Age discrimination and ‘othering’ of older folks is so pervasive that we barely notice the greedy geezer or snowbird references as derogatory stereotyping. Schurman said “Like a tree, the longer it grows, the less it looks like the tree next to it.” Why then do we believe all people age the same?
Mental Age and Physical Age
Did you miss it? We recently celebrated the Young as you Feel national day. Schurman reports our mental age is twenty percent younger than our physical age. You do the math. Is that how you feel? It that how you act? Cleopatra, Ponce De Leon, and many other historical figures spent their lifetime looking for eternal youth.
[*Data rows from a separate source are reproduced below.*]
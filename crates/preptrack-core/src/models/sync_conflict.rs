//! Sync conflict model

use std::fmt;
use std::str::FromStr;

use chrono::{DateTime, Utc};
use serde::{Deserialize, Serialize};

/// Which copy of a record survived a merge
#[derive(Debug, Clone, Copy, PartialEq, Eq, Serialize, Deserialize)]
#[serde(rename_all = "lowercase")]
pub enum ConflictSide {
    Local,
    Remote,
}

impl ConflictSide {
    #[must_use]
    pub const fn as_str(self) -> &'static str {
        match self {
            Self::Local => "local",
            Self::Remote => "remote",
        }
    }
}

/// A stored conflict side that is neither `local` nor `remote`
#[derive(Debug, Clone, PartialEq, Eq, thiserror::Error)]
#[error("unknown conflict side: {0:?}")]
pub struct UnknownConflictSide(pub String);

impl FromStr for ConflictSide {
    type Err = UnknownConflictSide;

    fn from_str(s: &str) -> Result<Self, Self::Err> {
        match s {
            "local" => Ok(Self::Local),
            "remote" => Ok(Self::Remote),
            other => Err(UnknownConflictSide(other.to_string())),
        }
    }
}

impl fmt::Display for ConflictSide {
    fn fmt(&self, f: &mut fmt::Formatter<'_>) -> fmt::Result {
        f.write_str(self.as_str())
    }
}

/// Recorded sync conflict resolved during a merge
#[derive(Debug, Clone, PartialEq, Eq, Serialize, Deserialize)]
pub struct SyncConflict {
    /// Conflict row identifier
    pub id: i64,
    /// Collection the record belongs to
    pub collection: String,
    /// Record id, or `category::name` for topics
    pub record_key: String,
    /// Local copy's timestamp when the conflict occurred
    pub local_updated_at: Option<DateTime<Utc>>,
    /// Remote copy's timestamp
    pub remote_updated_at: Option<DateTime<Utc>>,
    /// Copy kept in the merged snapshot
    pub winner: ConflictSide,
    /// Resolution time
    pub resolved_at: DateTime<Utc>,
}

/// A conflict detected by the merge engine, before it is logged
#[derive(Debug, Clone, PartialEq, Eq)]
pub struct ConflictResolution {
    pub collection: super::Collection,
    pub record_key: String,
    pub local_updated_at: Option<DateTime<Utc>>,
    pub remote_updated_at: Option<DateTime<Utc>>,
    pub winner: ConflictSide,
}

#[cfg(test)]
mod tests {
    use super::*;

    #[test]
    fn test_conflict_side_parses_strictly() {
        assert_eq!("local".parse::<ConflictSide>(), Ok(ConflictSide::Local));
        assert_eq!("remote".parse::<ConflictSide>(), Ok(ConflictSide::Remote));
        assert_eq!(
            "Remote".parse::<ConflictSide>(),
            Err(UnknownConflictSide("Remote".to_string()))
        );
        assert!("".parse::<ConflictSide>().is_err());
    }
}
Today’s longer lifespans and medical advances have changed how we physically age, however it has not changed mental desire to remain younger and relevant.
Senior Products Are Offensive
What do Jitterbug, Flipper, and Depends have in common? They all target the senior market with ‘seniorized’ versions of other products. According to Schurman, people 65 and older are the fastest growing consumer group for Apple products (iPhone, iPad, Apple Watch, and Macs). Did Apple set out to produce senior products? Of course not. Apple is the pricey cool tech for the hippest people, regardless of age. Apple didn’t make a large button phone to lure in seniors, they made great products that everyone wants. No one wants to be ‘othered.’ Apple understands solving for usability and like ability, not age.
Stage Not Age
Design for stage not age, according to Frank Leyhausen. A fifty-year-old may be a new grandparent but so can an 80-year-old. Stage refers to many aspects of human life including where you live, family composition, sexual orientation, faith community, employment, and other lifestyle factors that define us. Stage not age.
Durable Medical Equipment
Age is not the marker for disability either. It is true that advanced age often means more chronic health conditions and physical limitation for many but not all. How do medical equipment manufacturers design the products on the market today? Certainly, these wealthy successful companies do not design with but for ‘the other.’
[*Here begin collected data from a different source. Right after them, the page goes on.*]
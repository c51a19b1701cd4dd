//! Pure snapshot merge.
//!
//! Logs and applications merge by `id` with last-writer-wins on `updatedAt`.
//! Topics merge by `category::name`, preferring the copy with the higher
//! `practiceCount`. Settings are a shallow union where local keys win.
//! Tombstones are ordinary records here, so a newer deletion beats an older
//! edit on the other side.

use std::collections::hash_map::Entry;
use std::collections::{HashMap, HashSet};

use chrono::{DateTime, Utc};

use crate::models::{
    Application, Collection, ConflictResolution, ConflictSide, PracticeLog, Record, Settings,
    Snapshot, Topic,
};

/// Tally of where the merged records came from.
#[derive(Debug, Clone, Copy, Default, PartialEq, Eq)]
pub struct MergeSummary {
    /// Present only locally
    pub local_only: usize,
    /// Present only remotely
    pub remote_only: usize,
    /// Present on both sides, local copy kept
    pub kept_local: usize,
    /// Present on both sides, remote copy taken
    pub took_remote: usize,
}

/// Result of merging two snapshots.
#[derive(Debug, Clone, PartialEq)]
pub struct MergeOutcome {
    pub snapshot: Snapshot,
    /// Records that differed on both sides, with the side that won
    pub conflicts: Vec<ConflictResolution>,
    pub summary: MergeSummary,
}

#[derive(Default)]
struct MergeLog {
    conflicts: Vec<ConflictResolution>,
    summary: MergeSummary,
}

/// Merge two lists of id-keyed records.
///
/// Local order is preserved and remote-only records follow in remote order.
pub fn merge_by_id<R: Record + PartialEq>(local: &[R], remote: &[R]) -> Vec<R> {
    merge_keyed(
        local,
        remote,
        R::COLLECTION,
        |record: &R| record.id().to_string(),
        remote_is_newer,
        &mut MergeLog::default(),
    )
}

/// Merge two topic lists keyed by `category::name`.
pub fn merge_topics_by_name(local: &[Topic], remote: &[Topic]) -> Vec<Topic> {
    merge_keyed(
        local,
        remote,
        Collection::Topics,
        Topic::merge_key,
        remote_topic_wins,
        &mut MergeLog::default(),
    )
}

/// Shallow union of settings; local values win on collisions.
pub fn merge_settings(local: &Settings, remote: &Settings) -> Settings {
    local.union_preferring_self(remote)
}

/// Merge two snapshots, stamping `lastModified` with the current time.
pub fn merge(local: &Snapshot, remote: &Snapshot) -> MergeOutcome {
    merge_at(local, remote, crate::util::now())
}

/// Merge two snapshots with an explicit clock.
pub fn merge_at(local: &Snapshot, remote: &Snapshot, now: DateTime<Utc>) -> MergeOutcome {
    let mut log = MergeLog::default();

    let daily_logs = merge_keyed(
        &local.daily_logs,
        &remote.daily_logs,
        Collection::DailyLogs,
        |entry: &PracticeLog| entry.id.to_string(),
        remote_is_newer,
        &mut log,
    );
    let topics = merge_keyed(
        &local.topics,
        &remote.topics,
        Collection::Topics,
        Topic::merge_key,
        remote_topic_wins,
        &mut log,
    );
    let applications = merge_keyed(
        &local.applications,
        &remote.applications,
        Collection::Applications,
        |entry: &Application| entry.id.to_string(),
        remote_is_newer,
        &mut log,
    );
    let settings = merge_settings(&local.settings, &remote.settings);

    let summary = log.summary;
    tracing::debug!(
        local_only = summary.local_only,
        remote_only = summary.remote_only,
        kept_local = summary.kept_local,
        took_remote = summary.took_remote,
        conflicts = log.conflicts.len(),
        "Merged snapshots"
    );

    MergeOutcome {
        snapshot: Snapshot {
            daily_logs,
            topics,
            applications,
            settings,
            last_modified: Some(now),
        },
        conflicts: log.conflicts,
        summary,
    }
}

fn remote_is_newer<R: Record>(local: &R, remote: &R) -> bool {
    // `None` orders before any timestamp
    remote.updated_at() > local.updated_at()
}

fn remote_topic_wins(local: &Topic, remote: &Topic) -> bool {
    match remote.practice_count.cmp(&local.practice_count) {
        std::cmp::Ordering::Greater => true,
        std::cmp::Ordering::Less => false,
        std::cmp::Ordering::Equal => remote.updated_at > local.updated_at,
    }
}

fn merge_keyed<R, K, W>(
    local: &[R],
    remote: &[R],
    collection: Collection,
    key_of: K,
    remote_wins: W,
    log: &mut MergeLog,
) -> Vec<R>
where
    R: Record + PartialEq,
    K: Fn(&R) -> String,
    W: Fn(&R, &R) -> bool,
{
    let local_by_key = winners_by_key(local, &key_of, &remote_wins);
    let remote_by_key = winners_by_key(remote, &key_of, &remote_wins);

    let mut emitted = HashSet::with_capacity(local.len() + remote.len());
    let mut merged = Vec::with_capacity(local.len() + remote.len());

    for local_record in local {
        let key = key_of(local_record);
        if emitted.contains(&key) {
            continue;
        }
        let local_record = local_by_key.get(&key).copied().unwrap_or(local_record);

        match remote_by_key.get(&key) {
            None => {
                log.summary.local_only += 1;
                merged.push(local_record.clone());
            }
            Some(&remote_record) => {
                let take_remote = remote_wins(local_record, remote_record);
                if take_remote {
                    log.summary.took_remote += 1;
                } else {
                    log.summary.kept_local += 1;
                }

                if local_record != remote_record {
                    log.conflicts.push(ConflictResolution {
                        collection,
                        record_key: key.clone(),
                        local_updated_at: local_record.updated_at(),
                        remote_updated_at: remote_record.updated_at(),
                        winner: if take_remote {
                            ConflictSide::Remote
                        } else {
                            ConflictSide::Local
                        },
                    });
                }

                merged.push(if take_remote {
                    remote_record.clone()
                } else {
                    local_record.clone()
                });
            }
        }
        emitted.insert(key);
    }

    for remote_record in remote {
        let key = key_of(remote_record);
        if emitted.contains(&key) {
            continue;
        }
        let remote_record = remote_by_key.get(&key).copied().unwrap_or(remote_record);
        log.summary.remote_only += 1;
        merged.push(remote_record.clone());
        emitted.insert(key);
    }

    merged
}

/// Collapse one side's duplicate keys with the same rule used across sides:
/// a later copy replaces an earlier one only when it would win.
fn winners_by_key<'r, R, K, W>(
    records: &'r [R],
    key_of: &K,
    wins: &W,
) -> HashMap<String, &'r R>
where
    K: Fn(&R) -> String,
    W: Fn(&R, &R) -> bool,
{
    let mut by_key: HashMap<String, &R> = HashMap::with_capacity(records.len());
    for record in records {
        match by_key.entry(key_of(record)) {
            Entry::Vacant(slot) => {
                slot.insert(record);
            }
            Entry::Occupied(mut slot) => {
                if wins(slot.get(), record) {
                    slot.insert(record);
                }
            }
        }
    }
    by_key
}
No one wants the CMS sanctioned transfer bench, shower chair, rollator, wheelchair, walker, and (shall I go on) other equipment that looks straight out of a 1930s sanatorium. Too many people with mobility and other chronic health conditions prefer to remain at home rather than venture out using equipment that screams of “I am not equal to you.” Feeling vulnerable, and ‘othered,’ is increasing the social isolation of many people who could contribute greatly to our communities and companies.
It Depends
Adult incontinence industry is booming. The commercials are hilarious. Have you notice they only feature middle-aged women in dresses? The advertisers and manufacturers designed for and not with their consumers. Were these products made to wear with tight fitting spandex-ed skinny-leg jeans? Of course not. We see the results everywhere and it looks bad. The natural curve of the human figure is replaced with a blob of material swaying unnaturally under the tight-fitting jeans. Diapers are made for babies. Adult incontinence products should not be a ‘seniorized’ version of these products.
Inclusive Innovation
I am speaking on behalf of every faceless, voiceless consumer. Consumers will speak with their wallets. The ugly designs that past generations tolerated are no longer acceptable. Design with us not for us. Think of us as the complex vibrant people living through stages not ages.